-- EXERCISE DESCRIPTION --
Within the listing below, locate all lines containing the word "from". Copy each one.
◆ ◆ ◆ ◆
use axum::{
    Extension, Json,
    extract::{Query, State},
    response::IntoResponse,
};

use moments_types::api::{NearQuery, SharedQuery};
use moments_types::models::Location;

use crate::error::ApiError;
use crate::middleware::Identity;
use crate::{AppState, blocking};

fn location(q: NearQuery) -> Result<Location, ApiError> {
    Ok(Location::new(q.lat, q.lon)?)
}

/// GET /search/public?lat=&lon=
pub async fn public(
    State(state): State<AppState>,
    Query(q): Query<NearQuery>,
) -> Result<impl IntoResponse, ApiError> {
    let loc = location(q)?;
    let moments = blocking(&state, move |db| db.search_public(loc)).await?;
    Ok(Json(moments))
}

/// GET /search/hidden?lat=&lon=
pub async fn hidden(
    State(state): State<AppState>,
    Query(q): Query<NearQuery>,
) -> Result<impl IntoResponse, ApiError> {
    let loc = location(q)?;
    let moments = blocking(&state, move |db| db.search_hidden(loc)).await?;
    Ok(Json(moments))
}

/// GET /search/lost?lat=&lon=: positions only.
pub async fn lost(
    State(state): State<AppState>,
    Extension(me): Extension<Identity>,
    Query(q): Query<NearQuery>,
) -> Result<impl IntoResponse, ApiError> {
    let loc = location(q)?;
    let pins = blocking(&state, move |db| db.search_lost(&me.user_id, loc)).await?;
    Ok(Json(pins))
}

pub async fn found(
    State(state): State<AppState>,
    Extension(me): Extension<Identity>,
) -> Result<impl IntoResponse, ApiError> {
    let moments = blocking(&state, move |db| db.search_found(&me.user_id)).await?;
    Ok(Json(moments))
}

pub async fn left(
    State(state): State<AppState>,
    Extension(me): Extension<Identity>,
) -> Result<impl IntoResponse, ApiError> {
    let moments = blocking(&state, move |db| db.search_left(&me.user_id)).await?;
    Ok(Json(moments))
}

/// GET /search/shared?from=: what `from` shared with the caller or everyone.
pub async fn shared(
    State(state): State<AppState>,
    Extension(me): Extension<Identity>,
    Query(q): Query<SharedQuery>,
) -> Result<impl IntoResponse, ApiError> {
    let moments = blocking(&state, move |db| db.search_shared(&q.from, &me.user_id)).await?;
    Ok(Json(moments))
}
◆ ◆ ◆ ◆
-- RESPONSE FOR THIS EXERCISE --
/// GET /search/shared?from=: what `from` shared with the caller or everyone.
    let moments = blocking(&state, move |db| db.search_shared(&q.from, &me.user_id)).await?;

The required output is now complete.